▶ [Work item]
Once the line containing "use rusqlite::params;" is found in the entries below, restate it and each following line word for word, stopping after the line containing "the given path.".

(Stored records)
────────────────

//! TrackClient — FIFO dispatcher for completed bundles. Respects
//! reachability, caps concurrent sends, and exposes a coarse run state.

use std::collections::VecDeque;
use std::sync::{Arc, Mutex, Weak};

use beacon_core::errors::TransportError;

use crate::lock;
use crate::protocol::{TrackRequest, TrackResponse};
use crate::transport::TrackTransport;

/// Coarse run state. `Waiting` exactly when the queue is empty and nothing
/// is in flight; reachability does not affect it.
#[derive(Debug, Clone, Copy, PartialEq, Eq)]
pub enum TrackClientState {
    Waiting,
    Running,
}

/// Notified on every state transition. The time-window bundling rules use
/// this to suppress flushing while the client is busy.
pub trait TrackClientObserver: Send + Sync {
    fn did_change_state(&self, state: TrackClientState);
}

/// Invoked exactly once per enqueued request, after the send succeeds or
/// fails. Failed tasks are not re-enqueued; re-submission is the caller's
/// decision.
pub type TaskCompletion = Box<dyn FnOnce(Result<TrackResponse, TransportError>) + Send>;

struct ClientTask {
    request: TrackRequest,
    completion: TaskCompletion,
}

struct ClientInner {
    queue: VecDeque<ClientTask>,
    in_flight: usize,
    reachable: bool,
    state: TrackClientState,
}

/// The dispatcher. All queue and state mutation is serialized through one
/// mutex; completions run outside it so they may re-enter the client.
pub struct TrackClient {
    self_ref: Weak<Self>,
    inner: Mutex<ClientInner>,
    observers: Mutex<Vec<Arc<dyn TrackClientObserver>>>,
    empty_listeners: Mutex<Vec<Box<dyn Fn() + Send + Sync>>>,
    transport: Arc<dyn TrackTransport>,
    max_in_flight: usize,
    runtime: tokio::runtime::Handle,
}

impl TrackClient {
    /// Create a dispatcher. Must be constructed inside a tokio runtime;
    /// sends run on that runtime regardless of which thread enqueues.
    /// Starts `Waiting` and optimistically reachable; the reachability
    /// watcher corrects the flag once it knows better.
    pub fn new(transport: Arc<dyn TrackTransport>, max_in_flight: usize) -> Arc<Self> {
        Arc::new_cyclic(|self_ref| Self {
            self_ref: self_ref.clone(),
            inner: Mutex::new(ClientInner {
                queue: VecDeque::new(),
                in_flight: 0,
                reachable: true,
                state: TrackClientState::Waiting,
            }),
            observers: Mutex::new(Vec::new()),
            empty_listeners: Mutex::new(Vec::new()),
            transport,
            max_in_flight: max_in_flight.max(1),
            runtime: tokio::runtime::Handle::current(),
        })
    }

    /// Append a request to the queue and start sending if allowed.
    pub fn enqueue(&self, request: TrackRequest, completion: TaskCompletion) {
        {
            let mut inner = lock(&self.inner);
            inner.queue.push_back(ClientTask {
                request,
                completion,
            });
        }
        self.pump();
    }

    /// Record a reachability transition. Losing reachability lets in-flight
    /// sends finish naturally and stops starting new ones; regaining it
    /// resumes from the front of the queue.
    pub fn set_reachable(&self, reachable: bool) {
        {
            let mut inner = lock(&self.inner);
            if inner.reachable == reachable {
                return;
            }
            inner.reachable = reachable;
        }
        tracing::info!(reachable, "client: reachability changed");
        self.pump();
    }

    pub fn add_observer(&self, observer: Arc<dyn TrackClientObserver>) {
        lock(&self.observers).push(observer);
    }

    /// Register a callback for the "no pending commands" notification,
    /// fired on the running-to-waiting transition.
    pub fn on_no_pending_commands(&self, listener: impl Fn() + Send + Sync + 'static) {
        lock(&self.empty_listeners).push(Box::new(listener));
    }

    pub fn state(&self) -> TrackClientState {
        lock(&self.inner).state
    }

    pub fn queue_len(&self) -> usize {
        lock(&self.inner).queue.len()
    }

    pub fn in_flight(&self) -> usize {
        lock(&self.inner).in_flight
    }

    pub fn is_reachable(&self) -> bool {
        lock(&self.inner).reachable
    }

    /// Drop all pending work and listeners. Completions of dropped tasks
    /// never fire; in-flight sends finish but their results are discarded
    /// by whoever registered them.
    pub fn teardown(&self) {
        {
            let mut inner = lock(&self.inner);
            inner.queue.clear();
            inner.state = TrackClientState::Waiting;
        }
        lock(&self.observers).clear();
        lock(&self.empty_listeners).clear();
        tracing::debug!("client: teardown complete");
    }

    /// Start as many queued sends as reachability and the in-flight cap
    /// allow, then reconcile the run state.
    fn pump(&self) {
        let mut to_send = Vec::new();
        let transition = {
            let mut inner = lock(&self.inner);
            while inner.reachable && inner.in_flight < self.max_in_flight {
                let Some(task) = inner.queue.pop_front() else {
                    break;
                };
                inner.in_flight += 1;
                to_send.push(task);
            }
            Self::refresh_state(&mut inner)
        };
        for task in to_send {
            self.spawn_send(task);
        }
        self.notify(transition);
    }

    fn refresh_state(inner: &mut ClientInner) -> Option<TrackClientState> {
        let next = if inner.queue.is_empty() && inner.in_flight == 0 {
            TrackClientState::Waiting
        } else {
            TrackClientState::Running
        };
        if next != inner.state {
            inner.state = next;
            Some(next)
        } else {
            None
        }
    }

    fn notify(&self, transition: Option<TrackClientState>) {
        let Some(state) = transition else {
            return;
        };
        let observers: Vec<_> = lock(&self.observers).clone();
        for observer in &observers {
            observer.did_change_state(state);
        }
        if state == TrackClientState::Waiting {
            tracing::debug!("client: no pending commands");
            let listeners = lock(&self.empty_listeners);
            for listener in listeners.iter() {
                listener();
            }
        }
    }

    fn spawn_send(&self, task: ClientTask) {
        let Some(client) = self.self_ref.upgrade() else {
            return;
        };
        let transport = Arc::clone(&self.transport);
        self.runtime.spawn(async move {
            let request_id = task.request.request_id.clone();
            tracing::debug!(request_id = %request_id, retry = task.request.is_retry, "client: request start");
            let result = transport.send(task.request).await;
            tracing::debug!(request_id = %request_id, success = result.is_ok(), "client: request end");
            client.finish_task(task.completion, result);
        });
    }

    fn finish_task(
        &self,
        completion: TaskCompletion,
        result: Result<TrackResponse, TransportError>,
    ) {
        {
            let mut inner = lock(&self.inner);
            inner.in_flight -= 1;
        }
        completion(result);
        self.pump();
    }
}
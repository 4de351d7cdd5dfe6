//! # beacon-client
//!
//! The outbound half of the pipeline: the track wire protocol, the HTTP
//! transport, and the TrackClient dispatcher that drains completed bundles
//! while respecting reachability.

pub mod client;
pub mod protocol;
pub mod reachability;
pub mod transport;

pub use client::{TaskCompletion, TrackClient, TrackClientObserver, TrackClientState};
pub use protocol::{RequestKeys, TrackRequest, TrackResponse};
pub use reachability::ReachabilityWatcher;
pub use transport::{HttpTransport, TrackTransport, TransportFuture};

pub(crate) fn lock<T>(mutex: &std::sync::Mutex<T>) -> std::sync::MutexGuard<'_, T> {
    mutex.lock().unwrap_or_else(std::sync::PoisonError::into_inner)
}
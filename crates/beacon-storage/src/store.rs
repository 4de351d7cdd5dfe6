//! SqliteCommandStore — the CommandStore implementation. Best-effort: every
//! storage failure is logged and degraded, never surfaced to the producer.

use std::path::Path;

use chrono::{Duration, Utc};
use rusqlite::params;
use uuid::Uuid;

use beacon_core::config::defaults::DEFAULT_COMMAND_RETENTION_DAYS;
use beacon_core::errors::BeaconResult;
use beacon_core::{CommandStore, TrackingCommand};

use crate::connection::Database;
use crate::record::{unix_seconds, CommandRecord};
use crate::{migrations, to_storage_err};

/// Durable command storage scoped to one process instance.
///
/// Every handle gets a fresh process-instance id: rows written through this
/// handle are its own; rows carrying another id are survivors of a previous
/// run and show up in `retryable_commands`.
pub struct SqliteCommandStore {
    db: Database,
    process_id: String,
    retention: Duration,
}

impl SqliteCommandStore {
    /// Open (or create) the store at the given path.
    pub fn open(path: &Path) -> BeaconResult<Self> {
        let db = Database::open(path)?;
        db.with_conn(migrations::run_migrations)?;
        Ok(Self {
            db,
            process_id: Uuid::new_v4().to_string(),
            retention: Duration::days(DEFAULT_COMMAND_RETENTION_DAYS),
        })
    }

    /// Open an in-memory store (for testing and diskless hosts).
    pub fn open_in_memory() -> BeaconResult<Self> {
        let db = Database::open_in_memory()?;
        db.with_conn(migrations::run_migrations)?;
        Ok(Self {
            db,
            process_id: Uuid::new_v4().to_string(),
            retention: Duration::days(DEFAULT_COMMAND_RETENTION_DAYS),
        })
    }

    /// Override the retention window.
    pub fn with_retention_days(mut self, days: i64) -> Self {
        self.retention = Duration::days(days);
        self
    }

    /// Oldest `created_at` still inside the retention window. Rows older
    /// than this are ignored rather than deleted.
    fn cutoff(&self) -> f64 {
        unix_seconds(Utc::now() - self.retention)
    }

    fn fetch_commands<P: rusqlite::Params>(&self, sql: &str, params: P) -> Vec<TrackingCommand> {
        let result = self.db.with_conn(|conn| {
            let mut stmt = conn.prepare(sql).map_err(|e| to_storage_err(e.to_string()))?;
            let rows = stmt
                .query_map(params, CommandRecord::from_row)
                .map_err(|e| to_storage_err(e.to_string()))?;
            let mut commands = Vec::new();
            for row in rows {
                let record = row.map_err(|e| to_storage_err(e.to_string()))?;
                match record.rebuild_command() {
                    Ok(command) => commands.push(command),
                    Err(e) => {
                        tracing::error!(error = %e, "store: skipping undecodable row");
                    }
                }
            }
            Ok(commands)
        });
        match result {
            Ok(commands) => commands,
            Err(e) => {
                tracing::error!(error = %e, "store: query failed");
                Vec::new()
            }
        }
    }
}

impl CommandStore for SqliteCommandStore {
    fn process_id(&self) -> &str {
        &self.process_id
    }

    fn register(&self, command: &TrackingCommand) {
        if !command.is_retryable {
            return;
        }
        let record = match CommandRecord::from_command(command, &self.process_id) {
            Ok(record) => record,
            Err(e) => {
                tracing::error!(error = %e, command_id = %command.id, "store: failed to encode command");
                return;
            }
        };
        let result = self.db.with_conn(|conn| {
            conn.execute(
                "INSERT OR IGNORE INTO tracking_commands VALUES (?1, ?2, ?3, ?4, ?5, ?6)",
                params![
                    record.command_id,
                    record.process_id,
                    record.data,
                    record.is_ready_on_background as i64,
                    record.created_at,
                    record.updated_at,
                ],
            )
            .map_err(|e| to_storage_err(e.to_string()))
        });
        match result {
            Ok(_) => tracing::debug!(command_id = %record.command_id, "store: registered command"),
            Err(e) => {
                tracing::error!(error = %e, command_id = %record.command_id, "store: failed to insert record");
            }
        }
    }

    fn unregister(&self, command: &TrackingCommand) {
        let result = self.db.with_conn(|conn| {
            conn.execute(
                "DELETE FROM tracking_commands WHERE command_id = ?1",
                params![command.id],
            )
            .map_err(|e| to_storage_err(e.to_string()))
        });
        match result {
            Ok(_) => tracing::debug!(command_id = %command.id, "store: unregistered command"),
            Err(e) => {
                tracing::error!(error = %e, command_id = %command.id, "store: failed to delete record");
            }
        }
    }

    fn is_registered(&self, command: &TrackingCommand) -> bool {
        let result = self.db.with_conn(|conn| {
            let mut stmt = conn
                .prepare("SELECT 1 FROM tracking_commands WHERE command_id = ?1")
                .map_err(|e| to_storage_err(e.to_string()))?;
            stmt.exists(params![command.id])
                .map_err(|e| to_storage_err(e.to_string()))
        });
        result.unwrap_or_else(|e| {
            tracing::error!(error = %e, "store: existence check failed");
            false
        })
    }

    fn commands(&self) -> Vec<TrackingCommand> {
        self.fetch_commands(
            "SELECT * FROM tracking_commands
             WHERE process_id = ?1 AND created_at > ?2
             ORDER BY rowid",
            params![self.process_id, self.cutoff()],
        )
    }

    fn retryable_commands(&self) -> Vec<TrackingCommand> {
        self.fetch_commands(
            "SELECT * FROM tracking_commands
             WHERE process_id != ?1 AND created_at > ?2
             ORDER BY rowid",
            params![self.process_id, self.cutoff()],
        )
    }

    fn unprocessed_count(&self) -> u64 {
        let result = self.db.with_conn(|conn| {
            conn.query_row(
                "SELECT COUNT(*) FROM tracking_commands WHERE created_at > ?1",
                params![self.cutoff()],
                |row| row.get::<_, u64>(0),
            )
            .map_err(|e| to_storage_err(e.to_string()))
        });
        result.unwrap_or_else(|e| {
            tracing::error!(error = %e, "store: count failed");
            0
        })
    }

    fn unregister_all(&self) {
        let result = self.db.with_conn(|conn| {
            conn.execute("DELETE FROM tracking_commands", [])
                .map_err(|e| to_storage_err(e.to_string()))
        });
        match result {
            Ok(_) => tracing::debug!("store: deleted all records"),
            Err(e) => tracing::error!(error = %e, "store: failed to delete all records"),
        }
    }
}
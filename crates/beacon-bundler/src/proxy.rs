//! Bundler proxies — lifecycle gating in front of the bundler.

use std::sync::{Arc, Mutex};

use beacon_core::{AppState, TrackingCommand};

use crate::bundler::CommandBundler;
use crate::lock;

/// Forwards, queues, or replays commands on their way into the bundler.
pub trait BundlerProxy: Send + Sync {
    fn add_command(&self, command: TrackingCommand);
}

/// Forwards unconditionally. The retry path uses this: restored commands
/// already survived a lifecycle transition once.
pub struct ThroughBundlerProxy {
    bundler: Arc<CommandBundler>,
}

impl ThroughBundlerProxy {
    pub fn new(bundler: Arc<CommandBundler>) -> Self {
        Self { bundler }
    }
}

impl BundlerProxy for ThroughBundlerProxy {
    fn add_command(&self, command: TrackingCommand) {
        self.bundler.add_command(command);
    }
}

struct ProxyState {
    app_state: AppState,
    pending: Vec<TrackingCommand>,
}

/// Applies application-lifecycle backpressure without losing commands.
///
/// Active and Inactive forward immediately; Inactive is a brief transient
/// state and stays flush-eligible. Background forwards commands that are
/// ready on background and queues the rest; any transition out of
/// Background replays the queue in FIFO order. No command is ever dropped.
///
/// State reads and `add_command` are linearizable: both go through one
/// mutex, so a concurrent transition never interleaves with a partial add.
pub struct StateBundlerProxy {
    bundler: Arc<CommandBundler>,
    state: Mutex<ProxyState>,
}

impl StateBundlerProxy {
    pub fn new(bundler: Arc<CommandBundler>, initial: AppState) -> Self {
        Self {
            bundler,
            state: Mutex::new(ProxyState {
                app_state: initial,
                pending: Vec::new(),
            }),
        }
    }

    /// Record a lifecycle transition. Leaving Background replays queued
    /// commands, in order, ahead of any concurrently added command.
    pub fn on_state_change(&self, next: AppState) {
        let mut state = lock(&self.state);
        state.app_state = next;
        if next == AppState::Background {
            return;
        }
        if !state.pending.is_empty() {
            tracing::debug!(count = state.pending.len(), "proxy: replaying queued commands");
        }
        for command in state.pending.drain(..).collect::<Vec<_>>() {
            self.bundler.add_command(command);
        }
    }

    pub fn current_state(&self) -> AppState {
        lock(&self.state).app_state
    }

    /// Commands currently held back waiting for the foreground.
    pub fn queued_len(&self) -> usize {
        lock(&self.state).pending.len()
    }
}

impl BundlerProxy for StateBundlerProxy {
    fn add_command(&self, command: TrackingCommand) {
        let mut state = lock(&self.state);
        if state.app_state == AppState::Background && !command.is_ready_on_background {
            state.pending.push(command);
            return;
        }
        self.bundler.add_command(command);
    }
}
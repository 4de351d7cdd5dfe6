//! # beacon-agent
//!
//! TrackingAgent — the assembled pipeline. Producers submit events; the
//! agent persists retryable commands ahead of the network write, bundles
//! them under the configured rules, drains bundles over the dispatcher,
//! and replays what a previous process instance left behind.

pub mod agent;
pub mod app_state;
pub mod backoff;
pub mod circuit_breaker;
mod executor;
mod task;

pub use agent::TrackingAgent;
pub use app_state::SharedAppState;
pub use backoff::{BackoffExhausted, ExponentialBackoff};
pub use circuit_breaker::CircuitBreaker;
pub use task::CommandCompletion;

pub(crate) fn lock<T>(mutex: &std::sync::Mutex<T>) -> std::sync::MutexGuard<'_, T> {
    mutex.lock().unwrap_or_else(std::sync::PoisonError::into_inner)
}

────────────────

▶ [Solution below]
use rusqlite::params;
use uuid::Uuid;

use beacon_core::config::defaults::DEFAULT_COMMAND_RETENTION_DAYS;
use beacon_core::errors::BeaconResult;
use beacon_core::{CommandStore, TrackingCommand};

use crate::connection::Database;
use crate::record::{unix_seconds, CommandRecord};
use crate::{migrations, to_storage_err};

/// Durable command storage scoped to one process instance.
///
/// Every handle gets a fresh process-instance id: rows written through this
/// handle are its own; rows carrying another id are survivors of a previous
/// run and show up in `retryable_commands`.
pub struct SqliteCommandStore {
    db: Database,
    process_id: String,
    retention: Duration,
}

impl SqliteCommandStore {
    /// Open (or create) the store at the given path.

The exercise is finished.